◆ **TASK**
For every line of the material below, check for the string "computed" and return the line if it is there.

◆ **EXERCISE INPUT**
//! Sharpness estimation for fitted images.
//!
//! The score is the population variance of per-pixel luma. Callers refer to
//! it as a "variance of Laplacian" sharpness score, but no Laplacian kernel
//! is applied: the statistic is plain luma variance over the whole surface.
//! It is cheap, single-pass, and only loosely tracks focus or detail.

use thiserror::Error;

use crate::luminance::luma;
use crate::surface::{PixelSurface, SurfaceError, BYTES_PER_PIXEL};

/// Errors that can occur while estimating sharpness.
#[derive(Debug, Error, PartialEq, Eq)]
pub enum SharpnessError {
    /// The surface has no pixels to measure.
    #[error("Invalid surface: {width}x{height} has no pixels")]
    InvalidSurface { width: u32, height: u32 },

    /// A raw pixel buffer did not match its declared dimensions.
    #[error(transparent)]
    Surface(#[from] SurfaceError),
}

/// Estimate the sharpness of a surface as the variance of its luma.
///
/// Alpha is ignored. Accumulation is done in `f64` and the result is clamped
/// at zero, since `E[L²] - E[L]²` can come out as a tiny negative number on
/// flat images.
///
/// # Errors
///
/// Returns `SharpnessError::InvalidSurface` for a zero-area surface.
///
/// # Example
/// ```
/// use sizefit_core::{estimate_sharpness, PixelSurface};
///
/// let flat = PixelSurface::filled(8, 8, [90, 90, 90, 255]);
/// assert_eq!(estimate_sharpness(&flat).unwrap(), 0.0);
/// ```
pub fn estimate_sharpness(surface: &PixelSurface) -> Result<f64, SharpnessError> {
    if surface.is_empty() {
        return Err(SharpnessError::InvalidSurface {
            width: surface.width(),
            height: surface.height(),
        });
    }

    Ok(luma_variance(surface.pixels()))
}

/// Estimate sharpness directly from an RGBA8 buffer, such as canvas `ImageData`.
///
/// # Errors
///
/// Returns `SharpnessError::Surface` if the buffer length is not
/// `width * height * 4`, and `SharpnessError::InvalidSurface` for zero area.
pub fn estimate_sharpness_rgba(
    pixels: &[u8],
    width: u32,
    height: u32,
) -> Result<f64, SharpnessError> {
    let surface = PixelSurface::new(width, height, pixels.to_vec())?;
    estimate_sharpness(&surface)
}

fn luma_variance(pixels: &[u8]) -> f64 {
    let mut chunks = pixels.chunks_exact(BYTES_PER_PIXEL);
    let Some(first) = chunks.next() else {
        return 0.0;
    };

    // Sums are taken relative to the first sample so a flat image yields an
    // exact zero instead of cancellation noise.
    let shift = luma(first[0], first[1], first[2]);
    let mut sum = 0.0f64;
    let mut sum_sq = 0.0f64;
    let mut n = 1u64;

    for px in chunks {
        let d = luma(px[0], px[1], px[2]) - shift;
        sum += d;
        sum_sq += d * d;
        n += 1;
    }

    let n = n as f64;
    let mean = sum / n;
    let variance = sum_sq / n - mean * mean;
    variance.max(0.0)
}


// ============================================================================
// Property-Based Tests
// ============================================================================
//! SizeFit WASM - WebAssembly bindings for SizeFit
//!
//! This crate exposes the sizefit-core fitter to a browser page, typically
//! from inside a Web Worker so the search does not block the UI thread.
//!
//! # Module Structure
//!
//! - `fit` - Fit an uploaded image into a size threshold
//! - `sharpness` - Sharpness score for canvas `ImageData`
//! - `units` - Threshold conversion and display helpers
//!
//! `init` routes the core's `log` records to the browser console, so every
//! fit attempt shows up at the console's verbose level.
//!
//! # Usage
//!
//! ```typescript
//! import init, { fit_to_size, format_kilobytes, download_file_name } from '@sizefit/wasm';
//!
//! await init();
//!
//! const bytes = new Uint8Array(await file.arrayBuffer());
//! const result = fit_to_size(bytes, 100, 'KB');
//! sizeLabel.textContent = format_kilobytes(result.size);
//! statusLabel.textContent = result.status_message();
//! link.download = download_file_name(file.name, result.mime_type);
//! link.href = URL.createObjectURL(new Blob([result.bytes], { type: result.mime_type }));
//! ```

use wasm_bindgen::prelude::*;

mod fit;
mod logger;
mod sharpness;
mod units;

pub use fit::{fit_to_size, fit_to_size_with_config, JsFitResult};
pub use sharpness::estimate_sharpness;
pub use units::{download_file_name, format_kilobytes, target_bytes};

/// Initialize the WASM module (called automatically on load)
#[wasm_bindgen(start)]
pub fn init() {
    logger::install(log::LevelFilter::Debug);
    log::debug!("sizefit-wasm {} loaded", version());
}

/// Get the version of the WASM module
#[wasm_bindgen]
pub fn version() -> String {
    env!("CARGO_PKG_VERSION").to_string()
}
//! Printer families and their 8-byte machine numbers.
//!
//! The machine number is half of the key-derivation identity; these values
//! are fixed per printer family.

use std::fmt;
use std::str::FromStr;

use crate::error::CanisterError;

#[derive(Debug, Clone, Copy, PartialEq, Eq)]
pub enum MachineType {
    Fox,
    Fox2,
    KType,
    Prodigy,
    Quantum,
    Uprint,
    UprintSe,
}

impl MachineType {
    pub const ALL: [MachineType; 7] = [
        MachineType::Fox,
        MachineType::Fox2,
        MachineType::KType,
        MachineType::Prodigy,
        MachineType::Quantum,
        MachineType::Uprint,
        MachineType::UprintSe,
    ];

    /// The machine number this printer family reports.
    pub fn number(&self) -> [u8; 8] {
        match self {
            MachineType::Fox => [0x2C, 0x30, 0x47, 0x8B, 0xB7, 0xDE, 0x81, 0xE8],
            MachineType::Fox2 => [0x2C, 0x30, 0x47, 0x9B, 0xB7, 0xDE, 0x81, 0xE8],
            MachineType::KType => [0x6B, 0x2A, 0x26, 0x8B, 0x5E, 0xD3, 0x37, 0x4A],
            MachineType::Prodigy => [0x53, 0x94, 0xD7, 0x65, 0x7C, 0xED, 0x64, 0x1D],
            MachineType::Quantum => [0x76, 0xC4, 0x54, 0xD5, 0x32, 0xE6, 0x10, 0xF7],
            MachineType::Uprint => [0xF3, 0xA9, 0x1D, 0xBE, 0x6B, 0x0B, 0x22, 0x55],
            // Shares the K-type number.
            MachineType::UprintSe => [0x6B, 0x2A, 0x26, 0x8B, 0x5E, 0xD3, 0x37, 0x4A],
        }
    }

    /// Reverse lookup. Ambiguous numbers resolve to the first family in
    /// declaration order (the uPrint SE reports as `KType`).
    pub fn from_number(number: &[u8; 8]) -> Option<MachineType> {
        MachineType::ALL.iter().copied().find(|t| t.number() == *number)
    }

    pub fn name(&self) -> &'static str {
        match self {
            MachineType::Fox => "fox",
            MachineType::Fox2 => "fox2",
            MachineType::KType => "ktype",
            MachineType::Prodigy => "prodigy",
            MachineType::Quantum => "quantum",
            MachineType::Uprint => "uprint",
            MachineType::UprintSe => "uprintse",
        }
    }
}

impl fmt::Display for MachineType {
    fn fmt(&self, f: &mut fmt::Formatter<'_>) -> fmt::Result {
        f.write_str(self.name())
    }
}

impl FromStr for MachineType {
    type Err = CanisterError;

    fn from_str(s: &str) -> Result<Self, Self::Err> {
        MachineType::ALL
            .iter()
            .copied()
            .find(|t| t.name().eq_ignore_ascii_case(s))
            .ok_or_else(|| CanisterError::UnknownMachineType(s.to_string()))
    }
}
use thiserror::Error;

/// The primary error type for the `canister-lib` crate.
///
/// Only checksum failures that make further processing meaningless are errors;
/// the advisory decode-time mismatches are reported as
/// [`IntegrityWarning`](crate::codec::IntegrityWarning) values instead.
#[derive(Error, Debug, PartialEq, Eq)]
pub enum CanisterError {
    #[error("buffer length {0} is not a multiple of the cipher block size")]
    InvalidLength(usize),

    #[error("key fragment checksum mismatch: computed {computed:#06x}, stored {stored:#06x}")]
    KeyChecksum { computed: u16, stored: u16 },

    #[error("content checksum mismatch: computed {computed:#06x}, stored {stored:#06x}")]
    ContentChecksum { computed: u16, stored: u16 },

    #[error("material quantity checksum mismatch: computed {computed:#06x}, stored {stored:#06x}")]
    QuantityChecksum { computed: u16, stored: u16 },

    #[error("unknown material name: {0}")]
    UnknownMaterial(String),

    #[error("unknown machine type: {0}")]
    UnknownMachineType(String),

    #[error("record holds an invalid {field}")]
    InvalidDate { field: &'static str },

    #[error("manufacturing lot must be at most 20 ASCII bytes")]
    InvalidLot,
}
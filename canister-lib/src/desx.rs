//! DESX wrapper around the DES core: key whitening plus CBC-style block
//! chaining, as implemented by the canister firmware (the RSA BSAFE flavour
//! of DESX).
//!
//! A context is created once per derived key and direction. [`DesxCbc::update`]
//! chains consecutive blocks through the current chaining value;
//! [`DesxCbc::restart`] rewinds the chain to the original IV without
//! recomputing the key schedule or the whitening values, which lets one key
//! cover several independently-chained regions of a record.

use crate::des::{self, BLOCK_LEN, Direction, Subkeys};
use crate::error::CanisterError;
use crate::key::CipherKey;

// Substitution table feeding the output-whitener shift register. Distinct from
// the cipher's own S-boxes.
static WHITENER_SBOX: [u8; 256] = [
    0xbd, 0x56, 0xea, 0xf2, 0xa2, 0xf1, 0xac, 0x2a, 0xb0, 0x93, 0xd1, 0x9c,
    0x1b, 0x33, 0xfd, 0xd0, 0x30, 0x04, 0xb6, 0xdc, 0x7d, 0xdf, 0x32, 0x4b,
    0xf7, 0xcb, 0x45, 0x9b, 0x31, 0xbb, 0x21, 0x5a, 0x41, 0x9f, 0xe1, 0xd9,
    0x4a, 0x4d, 0x9e, 0xda, 0xa0, 0x68, 0x2c, 0xc3, 0x27, 0x5f, 0x80, 0x36,
    0x3e, 0xee, 0xfb, 0x95, 0x1a, 0xfe, 0xce, 0xa8, 0x34, 0xa9, 0x13, 0xf0,
    0xa6, 0x3f, 0xd8, 0x0c, 0x78, 0x24, 0xaf, 0x23, 0x52, 0xc1, 0x67, 0x17,
    0xf5, 0x66, 0x90, 0xe7, 0xe8, 0x07, 0xb8, 0x60, 0x48, 0xe6, 0x1e, 0x53,
    0xf3, 0x92, 0xa4, 0x72, 0x8c, 0x08, 0x15, 0x6e, 0x86, 0x00, 0x84, 0xfa,
    0xf4, 0x7f, 0x8a, 0x42, 0x19, 0xf6, 0xdb, 0xcd, 0x14, 0x8d, 0x50, 0x12,
    0xba, 0x3c, 0x06, 0x4e, 0xec, 0xb3, 0x35, 0x11, 0xa1, 0x88, 0x8e, 0x2b,
    0x94, 0x99, 0xb7, 0x71, 0x74, 0xd3, 0xe4, 0xbf, 0x3a, 0xde, 0x96, 0x0e,
    0xbc, 0x0a, 0xed, 0x77, 0xfc, 0x37, 0x6b, 0x03, 0x79, 0x89, 0x62, 0xc6,
    0xd7, 0xc0, 0xd2, 0x7c, 0x6a, 0x8b, 0x22, 0xa3, 0x5b, 0x05, 0x5d, 0x02,
    0x75, 0xd5, 0x61, 0xe3, 0x18, 0x8f, 0x55, 0x51, 0xad, 0x1f, 0x0b, 0x5e,
    0x85, 0xe5, 0xc2, 0x57, 0x63, 0xca, 0x3d, 0x6c, 0xb4, 0xc5, 0xcc, 0x70,
    0xb2, 0x91, 0x59, 0x0d, 0x47, 0x20, 0xc8, 0x4f, 0x58, 0xe0, 0x01, 0xe2,
    0x16, 0x38, 0xc4, 0x6f, 0x3b, 0x0f, 0x65, 0x46, 0xbe, 0x7e, 0x2d, 0x7b,
    0x82, 0xf9, 0x40, 0xb5, 0x1d, 0x73, 0xf8, 0xeb, 0x26, 0xc7, 0x87, 0x97,
    0x25, 0x54, 0xb1, 0x28, 0xaa, 0x98, 0x9d, 0xa5, 0x64, 0x6d, 0x7a, 0xd4,
    0x10, 0x81, 0x44, 0xef, 0x49, 0xd6, 0xae, 0x2e, 0xdd, 0x76, 0x5c, 0x2f,
    0xa7, 0x1c, 0xc9, 0x09, 0x69, 0x9a, 0x83, 0xcf, 0x29, 0x39, 0xb9, 0xe9,
    0x4c, 0xff, 0x43, 0xab,
];

/// DESX-CBC cipher context.
pub struct DesxCbc {
    direction: Direction,
    subkeys: Subkeys,
    chain: [u32; 2],
    original_iv: [u32; 2],
    input_whitener: [u32; 2],
    output_whitener: [u32; 2],
}

impl DesxCbc {
    /// Build a context from a 16-byte key and an 8-byte IV.
    ///
    /// The first key half feeds the DES key schedule, the second is the input
    /// whitener. The output whitener digests all 16 key bytes through an
    /// 8-byte shift register mixed with the fixed substitution table.
    pub fn new(key: &CipherKey, iv: &[u8; BLOCK_LEN], direction: Direction) -> Self {
        let key = key.as_bytes();

        let mut register = [0u8; BLOCK_LEN];
        for &key_byte in key.iter() {
            let index = register[0] ^ register[1];
            register.rotate_left(1);
            register[BLOCK_LEN - 1] = WHITENER_SBOX[index as usize] ^ key_byte;
        }

        let base_key: [u8; BLOCK_LEN] = key[..BLOCK_LEN].try_into().expect("key split");
        let iv_words = des::pack_block(iv);

        DesxCbc {
            direction,
            subkeys: Subkeys::schedule(&base_key, direction),
            chain: iv_words,
            original_iv: iv_words,
            input_whitener: des::pack_block(&key[BLOCK_LEN..]),
            output_whitener: des::pack_block(&register),
        }
    }

    /// Process `input` into `output` in consecutive 8-byte blocks, advancing
    /// the chaining value per block.
    ///
    /// Fails with [`CanisterError::InvalidLength`] before touching `output`
    /// if either buffer is not a whole number of blocks or the lengths differ.
    pub fn update(&mut self, input: &[u8], output: &mut [u8]) -> Result<(), CanisterError> {
        if input.len() % BLOCK_LEN != 0 {
            return Err(CanisterError::InvalidLength(input.len()));
        }
        if output.len() != input.len() {
            return Err(CanisterError::InvalidLength(output.len()));
        }

        for (block_in, block_out) in input
            .chunks_exact(BLOCK_LEN)
            .zip(output.chunks_exact_mut(BLOCK_LEN))
        {
            let received = des::pack_block(block_in);
            let mut work;
            match self.direction {
                Direction::Encrypt => {
                    work = [
                        received[0] ^ self.chain[0] ^ self.input_whitener[0],
                        received[1] ^ self.chain[1] ^ self.input_whitener[1],
                    ];
                    des::transform(&mut work, &self.subkeys);
                    work[0] ^= self.output_whitener[0];
                    work[1] ^= self.output_whitener[1];
                    self.chain = work;
                }
                Direction::Decrypt => {
                    work = [
                        received[0] ^ self.output_whitener[0],
                        received[1] ^ self.output_whitener[1],
                    ];
                    des::transform(&mut work, &self.subkeys);
                    work[0] ^= self.chain[0] ^ self.input_whitener[0];
                    work[1] ^= self.chain[1] ^ self.input_whitener[1];
                    // Chain on the received ciphertext, not the plaintext.
                    self.chain = received;
                }
            }
            des::unpack_block(work, block_out);
        }

        Ok(())
    }

    /// Rewind the chaining value to the original IV. Key schedule and
    /// whitening values are untouched.
    pub fn restart(&mut self) {
        self.chain = self.original_iv;
    }
}

#[cfg(test)]
mod tests {
    use super::*;

    const KEY: [u8; 16] = [
        0x00, 0x01, 0x02, 0x03, 0x04, 0x05, 0x06, 0x07, 0x08, 0x09, 0x0a, 0x0b, 0x0c, 0x0d,
        0x0e, 0x0f,
    ];
    const ZERO_IV: [u8; 8] = [0; 8];

    fn cipher(direction: Direction) -> DesxCbc {
        DesxCbc::new(&CipherKey::from_bytes(KEY), &ZERO_IV, direction)
    }

    #[test]
    fn whitener_derivation_pinned() {
        let ctx = cipher(Direction::Encrypt);
        assert_eq!(ctx.input_whitener, [0x0809_0a0b, 0x0c0d_0e0f]);
        assert_eq!(ctx.output_whitener, [0x5efb_5c21, 0x5aff_882f]);
    }

    #[test]
    fn reference_vector_per_block_restart() {
        // Known-answer vector: each 8-byte block enciphered on a freshly
        // restarted chain, as the record codec drives the cipher.
        let plaintext = b"this is a test..";
        let mut ciphertext = [0u8; 16];
        let mut ctx = cipher(Direction::Encrypt);
        for (block_in, block_out) in plaintext.chunks_exact(8).zip(ciphertext.chunks_exact_mut(8)) {
            ctx.update(block_in, block_out).unwrap();
            ctx.restart();
        }
        assert_eq!(hex::encode(ciphertext), "38db9be09d1b24a07c774926af94e8d5");
    }

    #[test]
    fn chained_blocks_vector() {
        // Same key and input, but chained across the two blocks: the second
        // block picks up the first ciphertext as its chaining value.
        let plaintext = b"this is a test..";
        let mut ciphertext = [0u8; 16];
        cipher(Direction::Encrypt).update(plaintext, &mut ciphertext).unwrap();
        assert_eq!(hex::encode(ciphertext), "38db9be09d1b24a049125df85b27786e");
    }

    #[test]
    fn chained_roundtrip() {
        let plaintext = b"a pair of blocks";
        let mut ciphertext = [0u8; 16];
        cipher(Direction::Encrypt).update(plaintext, &mut ciphertext).unwrap();

        let mut recovered = [0u8; 16];
        cipher(Direction::Decrypt).update(&ciphertext, &mut recovered).unwrap();
        assert_eq!(&recovered, plaintext);
    }

    #[test]
    fn chaining_makes_equal_blocks_differ() {
        let plaintext = [0x42u8; 16];
        let mut ciphertext = [0u8; 16];
        cipher(Direction::Encrypt).update(&plaintext, &mut ciphertext).unwrap();
        assert_ne!(ciphertext[..8], ciphertext[8..]);
    }

    #[test]
    fn ragged_length_is_rejected() {
        let mut ctx = cipher(Direction::Encrypt);
        let mut output = [0u8; 8];
        assert_eq!(
            ctx.update(&[0u8; 7], &mut output[..7]),
            Err(CanisterError::InvalidLength(7))
        );
        assert_eq!(output, [0u8; 8]);
    }

    #[test]
    fn mismatched_buffers_are_rejected() {
        let mut ctx = cipher(Direction::Encrypt);
        let mut output = [0u8; 16];
        assert_eq!(
            ctx.update(&[0u8; 8], &mut output),
            Err(CanisterError::InvalidLength(16))
        );
    }

    #[test]
    fn restart_matches_fresh_context() {
        let block = *b"restartd";

        let mut warmed = cipher(Direction::Encrypt);
        let mut scratch = [0u8; 8];
        warmed.update(b"whatever", &mut scratch).unwrap();
        warmed.restart();
        let mut after_restart = [0u8; 8];
        warmed.update(&block, &mut after_restart).unwrap();

        let mut fresh_out = [0u8; 8];
        cipher(Direction::Encrypt).update(&block, &mut fresh_out).unwrap();

        assert_eq!(after_restart, fresh_out);
    }
}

◆ **RESPONSE TO THIS EXERCISE**
    #[error("key fragment checksum mismatch: computed {computed:#06x}, stored {stored:#06x}")]
    KeyChecksum { computed: u16, stored: u16 },
    #[error("content checksum mismatch: computed {computed:#06x}, stored {stored:#06x}")]
    ContentChecksum { computed: u16, stored: u16 },
    #[error("material quantity checksum mismatch: computed {computed:#06x}, stored {stored:#06x}")]
    QuantityChecksum { computed: u16, stored: u16 },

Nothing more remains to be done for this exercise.